:: Data extract ::

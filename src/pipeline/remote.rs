//! Remote invocation: the single network call per session.
//!
//! One HTTPS POST with a `multipart/form-data` body, one response — no
//! retry, no chunking, no resumable transfer. The service either returns the
//! processed artifact as a binary body or reports failure; [`classify`] maps
//! every outcome onto [`RemoteError`] the same way for every tool:
//!
//! * 2xx with a binary body → [`BinaryArtifact`]
//! * any status with a JSON error body → the body's `error`/`message` field
//! * other error statuses → the plain-text body, else `HTTP error <status>`
//! * transport failure → a generic connectivity message
//!
//! The service sits behind a trait so tests can drive the whole session
//! against an in-process double without a network.

use async_trait::async_trait;
use tokio::sync::watch;
use tracing::{debug, info, warn};

use crate::config::ServiceConfig;
use crate::error::RemoteError;
use crate::pipeline::request::RequestPayload;

/// The processed result as returned by the service, bytes untouched.
///
/// No in-memory encoding is assumed anywhere between here and the local
/// file — the bytes written to disk are exactly the bytes received.
#[derive(Debug, Clone)]
pub struct BinaryArtifact {
    pub bytes: Vec<u8>,
    /// Filename hint from `Content-Disposition`, when the service sends one.
    pub suggested_name: Option<String>,
    pub content_type: Option<String>,
}

/// Signals an in-flight invocation to give up.
///
/// Created in a pair with [`CancelHandle`]; the session driver polls the
/// token while the request is outstanding. Dropping the handle without
/// cancelling leaves the token permanently un-cancelled.
#[derive(Clone)]
pub struct CancelToken {
    rx: watch::Receiver<bool>,
}

/// The caller-side trigger for [`CancelToken`].
pub struct CancelHandle {
    tx: watch::Sender<bool>,
}

impl CancelHandle {
    pub fn cancel(&self) {
        let _ = self.tx.send(true);
    }
}

impl CancelToken {
    pub fn is_cancelled(&self) -> bool {
        *self.rx.borrow()
    }

    /// Resolves when cancellation fires; pends forever otherwise.
    pub async fn cancelled(&self) {
        let mut rx = self.rx.clone();
        loop {
            if *rx.borrow() {
                return;
            }
            if rx.changed().await.is_err() {
                // Handle dropped without cancelling: never resolves.
                std::future::pending::<()>().await;
            }
        }
    }

    /// A token that can never fire, for callers without a cancel surface.
    pub fn never() -> Self {
        static NEVER: once_cell::sync::Lazy<watch::Receiver<bool>> =
            once_cell::sync::Lazy::new(|| {
                let (tx, rx) = watch::channel(false);
                // Keep the sender alive for the process lifetime so the
                // channel never closes.
                std::mem::forget(tx);
                rx
            });
        Self { rx: NEVER.clone() }
    }
}

/// Create a linked handle/token pair.
pub fn cancel_pair() -> (CancelHandle, CancelToken) {
    let (tx, rx) = watch::channel(false);
    (CancelHandle { tx }, CancelToken { rx })
}

/// The remote conversion service, as the orchestrator sees it.
#[async_trait]
pub trait RemoteService: Send + Sync {
    /// Execute one request/response exchange. Exactly one call per session.
    async fn execute(
        &self,
        payload: &RequestPayload,
        cancel: &CancelToken,
    ) -> Result<BinaryArtifact, RemoteError>;
}

/// Production implementation over HTTPS.
pub struct HttpRemoteClient {
    client: reqwest::Client,
    config: ServiceConfig,
}

impl HttpRemoteClient {
    pub fn new(config: ServiceConfig) -> Result<Self, RemoteError> {
        let client = reqwest::Client::builder()
            .timeout(config.request_timeout)
            .build()
            .map_err(|e| RemoteError::Connectivity {
                detail: e.to_string(),
            })?;
        Ok(Self { client, config })
    }

    /// Materialise the multipart form, reading each file at send time.
    /// Parts are appended strictly in payload order — selection order is the
    /// output order for merge-style tools.
    async fn build_form(
        &self,
        payload: &RequestPayload,
    ) -> Result<reqwest::multipart::Form, RemoteError> {
        let mut form = reqwest::multipart::Form::new();
        for part in &payload.parts {
            let bytes = tokio::fs::read(&part.location).await.map_err(|e| {
                RemoteError::PayloadUnreadable {
                    name: part.file_name.clone(),
                    detail: e.to_string(),
                }
            })?;
            let media_type = if part.media_type.is_empty() {
                "application/octet-stream"
            } else {
                part.media_type.as_str()
            };
            let file_part = reqwest::multipart::Part::bytes(bytes)
                .file_name(part.file_name.clone())
                .mime_str(media_type)
                .map_err(|e| RemoteError::PayloadUnreadable {
                    name: part.file_name.clone(),
                    detail: format!("invalid media type '{media_type}': {e}"),
                })?;
            form = form.part(part.field.clone(), file_part);
        }
        for (key, value) in &payload.fields {
            form = form.text(key.clone(), value.clone());
        }
        Ok(form)
    }
}

#[async_trait]
impl RemoteService for HttpRemoteClient {
    async fn execute(
        &self,
        payload: &RequestPayload,
        cancel: &CancelToken,
    ) -> Result<BinaryArtifact, RemoteError> {
        let url = self.config.endpoint_url(&payload.endpoint);
        info!(
            "POST {} ({} file part(s), {} field(s))",
            url,
            payload.parts.len(),
            payload.fields.len()
        );

        let form = self.build_form(payload).await?;
        let request = self.client.post(&url).multipart(form).send();

        let response = tokio::select! {
            res = request => res.map_err(map_transport_error)?,
            _ = cancel.cancelled() => {
                warn!("request to {} cancelled by caller", url);
                return Err(RemoteError::Cancelled);
            }
        };

        let status = response.status().as_u16();
        let content_type = response
            .headers()
            .get(reqwest::header::CONTENT_TYPE)
            .and_then(|v| v.to_str().ok())
            .map(str::to_string);
        let suggested_name = response
            .headers()
            .get(reqwest::header::CONTENT_DISPOSITION)
            .and_then(|v| v.to_str().ok())
            .and_then(parse_disposition_filename);

        let body = tokio::select! {
            res = response.bytes() => res.map_err(map_transport_error)?.to_vec(),
            _ = cancel.cancelled() => return Err(RemoteError::Cancelled),
        };

        debug!("response {} ({} bytes)", status, body.len());
        classify(status, content_type, suggested_name, body)
    }
}

fn map_transport_error(e: reqwest::Error) -> RemoteError {
    RemoteError::Connectivity {
        detail: e.to_string(),
    }
}

/// Map a completed HTTP exchange onto artifact-or-error, uniformly for every
/// tool.
pub fn classify(
    status: u16,
    content_type: Option<String>,
    suggested_name: Option<String>,
    body: Vec<u8>,
) -> Result<BinaryArtifact, RemoteError> {
    let is_json = content_type
        .as_deref()
        .map(|ct| ct.contains("application/json"))
        .unwrap_or(false);

    if (200..300).contains(&status) && !is_json {
        return Ok(BinaryArtifact {
            bytes: body,
            suggested_name,
            content_type,
        });
    }

    // A JSON body on a 2xx is still an error report — the service never
    // returns JSON for a processed artifact.
    Err(RemoteError::Service {
        status,
        message: classify_error_body(status, &body),
    })
}

/// Extract the most useful message from an error body: structured JSON
/// first, then plain text, then the bare status.
pub fn classify_error_body(status: u16, body: &[u8]) -> String {
    if let Ok(value) = serde_json::from_slice::<serde_json::Value>(body) {
        for key in ["error", "message"] {
            if let Some(msg) = value.get(key).and_then(|v| v.as_str()) {
                if !msg.is_empty() {
                    return msg.to_string();
                }
            }
        }
    }
    if let Ok(text) = std::str::from_utf8(body) {
        let trimmed = text.trim();
        if !trimmed.is_empty() && trimmed.len() <= 300 && !trimmed.starts_with('<') {
            return trimmed.to_string();
        }
    }
    format!("HTTP error {status}")
}

/// Pull `filename=` out of a `Content-Disposition` header.
fn parse_disposition_filename(header: &str) -> Option<String> {
    header.split(';').find_map(|part| {
        let part = part.trim();
        let value = part.strip_prefix("filename=")?;
        let name = value.trim_matches('"').trim();
        if name.is_empty() {
            None
        } else {
            Some(name.to_string())
        }
    })
}

#[cfg(test)]
mod tests {
    use super::*;

    #[test]
    fn success_binary_body_is_an_artifact() {
        let artifact = classify(
            200,
            Some("application/pdf".into()),
            None,
            b"%PDF-1.4".to_vec(),
        )
        .unwrap();
        assert_eq!(artifact.bytes, b"%PDF-1.4");
    }

    #[test]
    fn json_error_body_uses_error_field() {
        let err = classify(
            400,
            Some("application/json".into()),
            None,
            br#"{"error": "invalid range"}"#.to_vec(),
        )
        .unwrap_err();
        match err {
            RemoteError::Service { status, message } => {
                assert_eq!(status, 400);
                assert_eq!(message, "invalid range");
            }
            other => panic!("expected Service, got {other:?}"),
        }
    }

    #[test]
    fn json_error_body_falls_back_to_message_field() {
        let msg = classify_error_body(422, br#"{"message": "unsupported document"}"#);
        assert_eq!(msg, "unsupported document");
    }

    #[test]
    fn plain_text_error_body_is_passed_through() {
        let msg = classify_error_body(500, b"conversion worker crashed");
        assert_eq!(msg, "conversion worker crashed");
    }

    #[test]
    fn unparseable_error_body_reports_the_status() {
        assert_eq!(classify_error_body(502, &[0xff, 0xfe, 0x00]), "HTTP error 502");
        assert_eq!(classify_error_body(404, b""), "HTTP error 404");
        // HTML error pages are noise, not a message.
        assert_eq!(
            classify_error_body(503, b"<html><body>Bad Gateway</body></html>"),
            "HTTP error 503"
        );
    }

    #[test]
    fn json_body_on_success_status_is_still_an_error() {
        let err = classify(
            200,
            Some("application/json".into()),
            None,
            br#"{"error": "nothing to merge"}"#.to_vec(),
        )
        .unwrap_err();
        assert!(matches!(
            err,
            RemoteError::Service { status: 200, ref message } if message == "nothing to merge"
        ));
    }

    #[test]
    fn disposition_filename_parsing() {
        assert_eq!(
            parse_disposition_filename(r#"attachment; filename="merged.pdf""#),
            Some("merged.pdf".to_string())
        );
        assert_eq!(
            parse_disposition_filename("attachment; filename=out.zip"),
            Some("out.zip".to_string())
        );
        assert_eq!(parse_disposition_filename("inline"), None);
    }

    #[tokio::test]
    async fn cancel_token_fires_once_cancelled() {
        let (handle, token) = cancel_pair();
        assert!(!token.is_cancelled());
        handle.cancel();
        assert!(token.is_cancelled());
        // Must resolve promptly now that the flag is set.
        token.cancelled().await;
    }

    #[tokio::test]
    async fn never_token_does_not_fire() {
        let token = CancelToken::never();
        assert!(!token.is_cancelled());
        let timed = tokio::time::timeout(
            std::time::Duration::from_millis(20),
            token.cancelled(),
        )
        .await;
        assert!(timed.is_err(), "never() token must not resolve");
    }
}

:::

→ Required action
Which of the lines in the data contain the string "value"? Return each one.

→ Problem solution
        for (key, value) in &payload.fields {
            form = form.text(key.clone(), value.clone());
    if let Ok(value) = serde_json::from_slice::<serde_json::Value>(body) {
            if let Some(msg) = value.get(key).and_then(|v| v.as_str()) {
        let value = part.strip_prefix("filename=")?;
        let name = value.trim_matches('"').trim();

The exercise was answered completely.